28 June 2012
Some of the people in The Space in Between were simply names mentioned in a letter, or scribbled on the back of an old photograph or mentioned in passing by someone who knew someone who knew the person behind the name; others, especially Nina herself, were much more than just names. However, during the years of research and writing, I got to know all these people extremely well. They have filled both my waking and sleeping hours, and they have become an important part of my life. I got to know them, not only from the letters and the memories, but also from the perspective I gave them through my writing. Perhaps that is all that matters, and perhaps, at certain points, all the different perspectives - known and unknown - come together to accurately describe a person who is now only a name.
24 June 2012
Looking at the perspectives of the past while creating new perspectives - surely this must be basic to any kind of biographical/historical novel? I do not think that it is possible to avoid the addition of new perspectives. As soon as a writer decides to mention one particular event or one particular character instead of another event or character, his/her perspective is already colouring the perspectives that are already embedded in the actual historical narrative. The different types of perspective and the pull between them is something peculiar to this type of writing; fiction writing is not necessarily beholden to any kind of embedded perspectives as it relies almost completely on the perspective of the author.
21 June 2012
Although I do jot down notes on scraps of paper and in notebooks with interesting covers and beautiful paper, most of my writing is done on the computer. Although not at all romantic, the advantages are enormous. In 1983, I read an American article about personal computers, which were just beginning to hit the market. The writer of the article had not made up his mind as to whether or not they were merely a passing fad... So many years on, we all know that they were not a passing fad. It is, however, interesting to revisit perspectives from years back - perhaps it helps us put the present into a more balanced perspective.
18 June 2012
Someone asked me once how I wrote - did I write everything in longhand and then type it into the computer; did I have a special place to write; did I keep to a special routine... The question about where recalled something I once read about the author Roald Dahl. According to this particular biographer, Roald Dahl wrote in a garden shed at the bottom of his garden, a blanket around his shoulders and a board on his knees to act as a kind of a table. It probably follows that he wrote everything in longhand. I do not have a garden shed, at least, not a garden shed that lends itself to writing much less sitting. I have a computer in the back of what actually is the garage.

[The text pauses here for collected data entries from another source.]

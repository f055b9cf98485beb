//! End-to-end generation scenarios.

use csclientgen::{
    generate, ApiDocument, ClientSettings, GeneratorError, MethodKey, Operation, Parameter,
    ParameterPosition, PrimitiveKind, ResponseDef, StatusCategory, TypeKind, TypeReference,
};
use pretty_assertions::assert_eq;

fn person() -> TypeReference {
    TypeReference::new(TypeKind::Object("Person".into()))
}

fn person_array() -> TypeReference {
    TypeReference::new(TypeKind::Array(Box::new(person())))
}

fn success(type_ref: TypeReference) -> ResponseDef {
    ResponseDef {
        category: StatusCategory::Success,
        type_ref: Some(type_ref),
        nullable: false,
    }
}

/// `GetPerson(bool override = false)` on tag `Foo`.
fn get_person() -> Operation {
    Operation {
        tag: "Foo".into(),
        name: "GetPerson".into(),
        method: "GET".into(),
        path: "/person".into(),
        parameters: vec![Parameter {
            name: "override".into(),
            position: ParameterPosition::Query,
            type_ref: TypeReference::new(TypeKind::Primitive(PrimitiveKind::Boolean)),
            required: false,
            default: Some("false".into()),
        }],
        responses: vec![success(person())],
        description: None,
        deprecated: false,
    }
}

/// `GetPeople(names: array<string>)` on tag `Bar`, returning `array<Person>`.
fn get_people() -> Operation {
    Operation {
        tag: "Bar".into(),
        name: "GetPeople".into(),
        method: "POST".into(),
        path: "/people".into(),
        parameters: vec![Parameter {
            name: "names".into(),
            position: ParameterPosition::Body,
            type_ref: TypeReference::new(TypeKind::Array(Box::new(TypeReference::new(
                TypeKind::Primitive(PrimitiveKind::String),
            )))),
            required: true,
            default: None,
        }],
        responses: vec![success(person_array())],
        description: None,
        deprecated: false,
    }
}

fn document(operations: Vec<Operation>) -> ApiDocument {
    ApiDocument { operations }
}

#[test]
fn reserved_word_parameter_is_escaped() {
    let text = generate(&document(vec![get_person()]), &ClientSettings::default()).unwrap();

    assert!(text.contains("GetPersonAsync(bool @override = false)"));
    assert!(text.contains("public partial class FooClient"));
    // The wire name stays unescaped in the query string.
    assert!(text.contains("urlBuilder_.Append(\"override=\")"));
}

#[test]
fn streamed_response_declares_producer_on_class_and_interface() {
    let mut settings = ClientSettings::default();
    settings.generate_interfaces = true;
    settings
        .large_array_response_methods
        .insert(MethodKey::new("Bar", "GetPeople"));

    let text = generate(&document(vec![get_people()]), &settings).unwrap();

    let producer = "System.Collections.Generic.IAsyncEnumerable<Person> GetPeopleAsync";
    assert!(text.contains("public partial interface IBarClient"));
    // Once in the interface, once in the class.
    assert_eq!(text.matches(producer).count(), 2);
    // Null-body condition raises the unexpected-empty-body failure.
    assert!(text.contains("if (stream_ == null)"));
    assert!(text.contains("throw new ApiException(\"Response was null which was not expected.\""));
}

#[test]
fn streamable_non_array_response_streams_its_mapped_type() {
    let mut settings = ClientSettings::default();
    settings
        .large_array_response_methods
        .insert(MethodKey::new("Bar", "GetFeed"));

    let op = Operation {
        tag: "Bar".into(),
        name: "GetFeed".into(),
        method: "GET".into(),
        path: "/feed".into(),
        parameters: vec![],
        responses: vec![success(
            TypeReference::new(TypeKind::Object("Feed".into())).streamable(),
        )],
        description: None,
        deprecated: false,
    };

    let text = generate(&document(vec![op]), &settings).unwrap();
    // The signature is the producer form, matching the yield-based body.
    assert!(text.contains(
        "public virtual async System.Collections.Generic.IAsyncEnumerable<Feed> GetFeedAsync()"
    ));
    assert!(text.contains("DeserializeAsyncEnumerable<Feed>(stream_)"));
    assert!(text.contains("yield return item_;"));
}

#[test]
fn streamed_and_wrapped_response_uses_disposable_wrapper() {
    let mut settings = ClientSettings::default();
    settings.wrap_responses = true;
    settings
        .large_array_response_methods
        .insert(MethodKey::new("Bar", "GetPeople"));

    let text = generate(&document(vec![get_people()]), &settings).unwrap();

    assert!(text.contains(
        "System.Threading.Tasks.Task<DisposableApiResponse<System.Collections.Generic.IAsyncEnumerable<Person>>> GetPeopleAsync"
    ));
    // The wrapper supports asynchronous disposal.
    assert!(text.contains("public partial class DisposableApiResponse<TResult> : ApiResponse<TResult>, System.IAsyncDisposable"));
    assert!(text.contains("public System.Threading.Tasks.ValueTask DisposeAsync()"));
}

#[test]
fn streamed_request_uses_producer_parameter_and_content_adapter() {
    let mut settings = ClientSettings::default();
    settings
        .large_array_request_methods
        .insert(MethodKey::new("Bar", "GetPeople"));

    let text = generate(&document(vec![get_people()]), &settings).unwrap();

    assert!(text.contains("GetPeopleAsync(System.Collections.Generic.IAsyncEnumerable<string> names)"));
    assert!(text.contains("request_.Content = new AsyncEnumerableContent<string>(names);"));
    assert!(text.contains("public partial class AsyncEnumerableContent<T> : System.Net.Http.HttpContent"));
}

#[test]
fn all_four_response_strategies_match_the_decision_table() {
    let doc = document(vec![get_people()]);
    let streamed_key = MethodKey::new("Bar", "GetPeople");

    // (S=no, W=no) -> plain buffered collection.
    let text = generate(&doc, &ClientSettings::default()).unwrap();
    assert!(text.contains(
        "System.Threading.Tasks.Task<System.Collections.Generic.ICollection<Person>> GetPeopleAsync"
    ));

    // (S=no, W=yes) -> wrapper around the buffered collection.
    let mut settings = ClientSettings::default();
    settings.wrap_responses = true;
    let text = generate(&doc, &settings).unwrap();
    assert!(text.contains(
        "System.Threading.Tasks.Task<ApiResponse<System.Collections.Generic.ICollection<Person>>> GetPeopleAsync"
    ));

    // (S=yes, W=no) -> the producer directly, no Task wrapper.
    let mut settings = ClientSettings::default();
    settings.large_array_response_methods.insert(streamed_key.clone());
    let text = generate(&doc, &settings).unwrap();
    assert!(text.contains("System.Collections.Generic.IAsyncEnumerable<Person> GetPeopleAsync"));
    assert!(!text.contains("Task<System.Collections.Generic.IAsyncEnumerable<Person>>"));

    // (S=yes, W=yes) -> disposable wrapper around the producer.
    let mut settings = ClientSettings::default();
    settings.wrap_responses = true;
    settings.large_array_response_methods.insert(streamed_key);
    let text = generate(&doc, &settings).unwrap();
    assert!(text.contains(
        "Task<DisposableApiResponse<System.Collections.Generic.IAsyncEnumerable<Person>>> GetPeopleAsync"
    ));
}

#[test]
fn generation_is_deterministic() {
    let mut settings = ClientSettings::default();
    settings.generate_interfaces = true;
    settings.wrap_responses = true;
    let doc = document(vec![get_person(), get_people()]);

    let first = generate(&doc, &settings).unwrap();
    let second = generate(&doc, &settings).unwrap();
    assert_eq!(first, second);
}

#[test]
fn auxiliary_types_appear_exactly_once() {
    let mut settings = ClientSettings::default();
    settings.wrap_responses = true;

    // Two tags, three operations, all triggering the same auxiliary types.
    let mut other = get_person();
    other.tag = "Baz".into();
    other.name = "GetOther".into();
    let doc = document(vec![get_person(), get_people(), other]);

    let text = generate(&doc, &settings).unwrap();
    assert_eq!(text.matches("public partial class ApiException").count(), 1);
    assert_eq!(text.matches("public partial class ApiResponse\n").count(), 1);
    assert_eq!(
        text.matches("public partial class ApiResponse<TResult>").count(),
        1
    );
}

#[test]
fn emission_gating_matrix() {
    let doc = document(vec![get_person()]);
    let class_decl = "public partial class FooClient";
    let interface_decl = "public partial interface IFooClient";

    let cases = [
        // (generate, suppress) for classes and interfaces independently.
        (true, false, true, false, true, true),
        (true, true, true, false, false, true),
        (false, false, true, false, false, true),
        (true, false, true, true, true, false),
        (true, false, false, false, true, false),
        (true, true, true, true, false, false),
        (false, false, false, false, false, false),
    ];

    for (gen_c, sup_c, gen_i, sup_i, want_class, want_interface) in cases {
        let mut settings = ClientSettings::default();
        settings.generate_classes = gen_c;
        settings.suppress_class_output = sup_c;
        settings.generate_interfaces = gen_i;
        settings.suppress_interface_output = sup_i;

        let text = generate(&doc, &settings).unwrap();
        assert_eq!(
            text.contains(class_decl),
            want_class,
            "class gating failed for {:?}",
            (gen_c, sup_c, gen_i, sup_i)
        );
        assert_eq!(
            text.contains(interface_decl),
            want_interface,
            "interface gating failed for {:?}",
            (gen_c, sup_c, gen_i, sup_i)
        );
    }
}

#[test]
fn suppressed_class_with_visible_interface() {
    let mut settings = ClientSettings::default();
    settings.generate_classes = true;
    settings.suppress_class_output = true;
    settings.generate_interfaces = true;

    let text = generate(&document(vec![get_person()]), &settings).unwrap();
    assert!(text.contains("public partial interface IFooClient"));
    assert!(!text.contains("public partial class FooClient"));
}

#[test]
fn colliding_methods_abort_the_whole_run() {
    let mut duplicate = get_person();
    duplicate.path = "/person/other".into();
    let doc = document(vec![get_person(), duplicate]);

    let err = generate(&doc, &ClientSettings::default()).unwrap_err();
    assert!(matches!(err, GeneratorError::DuplicateMethod { .. }));
}

#[test]
fn unknown_schema_kind_degrades_to_object() {
    let mut op = get_person();
    op.responses = vec![success(TypeReference::new(TypeKind::Primitive(
        PrimitiveKind::Unknown("mystery".into()),
    )))];

    let text = generate(&document(vec![op]), &ClientSettings::default()).unwrap();
    assert!(text.contains("System.Threading.Tasks.Task<object> GetPersonAsync"));
}

#[test]
fn base_types_and_configuration_constructor() {
    let mut settings = ClientSettings::default();
    settings.generate_interfaces = true;
    settings.base_class_name = Some("ClientBase".into());
    settings.base_interface_name = Some("IClientBase".into());
    settings.configuration_class_name = Some("AppConfig".into());

    let text = generate(&document(vec![get_person()]), &settings).unwrap();
    assert!(text.contains("public partial interface IFooClient : IClientBase"));
    assert!(text.contains("public partial class FooClient : ClientBase, IFooClient"));
    assert!(text.contains(
        "public FooClient(AppConfig configuration, System.Net.Http.HttpClient httpClient) : base(configuration)"
    ));
}

#[test]
fn configuration_without_base_class_is_kept_on_the_client() {
    let mut settings = ClientSettings::default();
    settings.configuration_class_name = Some("AppConfig".into());

    let text = generate(&document(vec![get_person()]), &settings).unwrap();
    assert!(text.contains("private readonly AppConfig _configuration;"));
    assert!(text.contains("_configuration = configuration;"));
    assert!(!text.contains(": base(configuration)"));
}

The blanket sounds very romantic, but I have opted for a small heater instead and, in the summer, a fan. My cat - call her my co-writer if you like - sits on a cushion on a chair next to my elbow. She has been part of the book right from the start; I doubt that it would ever been completed without her unwavering consistency.
16 June 2012
15 June 2012
Nina, or Nikolina or Nika, was my mother-in-law, and I first met her only a few days after I met her son, Andris, and only a couple weeks after I had arrived in Sweden. Standing in the hallway of Nina's flat as Andris introduced me to his mother, I was somewhat overwhelmed by new sounds that I knew were not Swedish. I do not believe that I had ever heard Latvian spoken before that day. We had no common language, but Nina smiled and handed me a quartered green apple on a white plate. Somehow that apple on that particular plate must have been extremely significant as I have never forgotten it. Over the following months, she talked to me about books she had read; she told me about her brothers; she shared her memories of Latvia and her childhood - Andris translating all the while. Then I left Sweden and spent several months working in Germany. When I returned to Sweden, my very basic German made communication a little easier. Then Andris and I married; I eventually learnt Swedish and Nina and I were finally able to communicate without a translator.
13 June 2012
So, where was I? That's right - I was ready to write the book. Not without some trepidation, given the fact that a number of people connected with the story were still living. I was also wondering whether or not I would be able to successfully navigate around the many different perspectives of history. However, I decided that this was to be my story about Nina, and, on the strength of that decision, it was just a matter of turning on the computer. Admittedly, not quite as romantic as picking up a pen and dipping it in the inkwell but nevertheless...
09 June 2012
There were some gaps in the information about Nina. The information I had managed to collect - discussions with those who were close to her, my own memories, notebooks - told only part of the story, and it was becoming obvious that, although the book was a biography, there would have to be some elements of fiction. However, that said, the actual structure of the book is based on fact, and, for events occurring after 1944, I was able to rely heavily on letters written to and by Nina - thankfully, she kept drafts of most letters she wrote.
07 June 2012
Although I first thought of writing this book some twenty years ago, it took about fourteen years before I began to do something about it, and another three years before I actually began to write the book. There was SO much research: I knew very little about Latvia's position regarding either of the two world wars, and my understanding of the two Russian revolutions was incomplete. I also needed to gather together the facts about Nina's life... Given all the preparation, it was not until 2010 that I was anywhere near ready to start writing.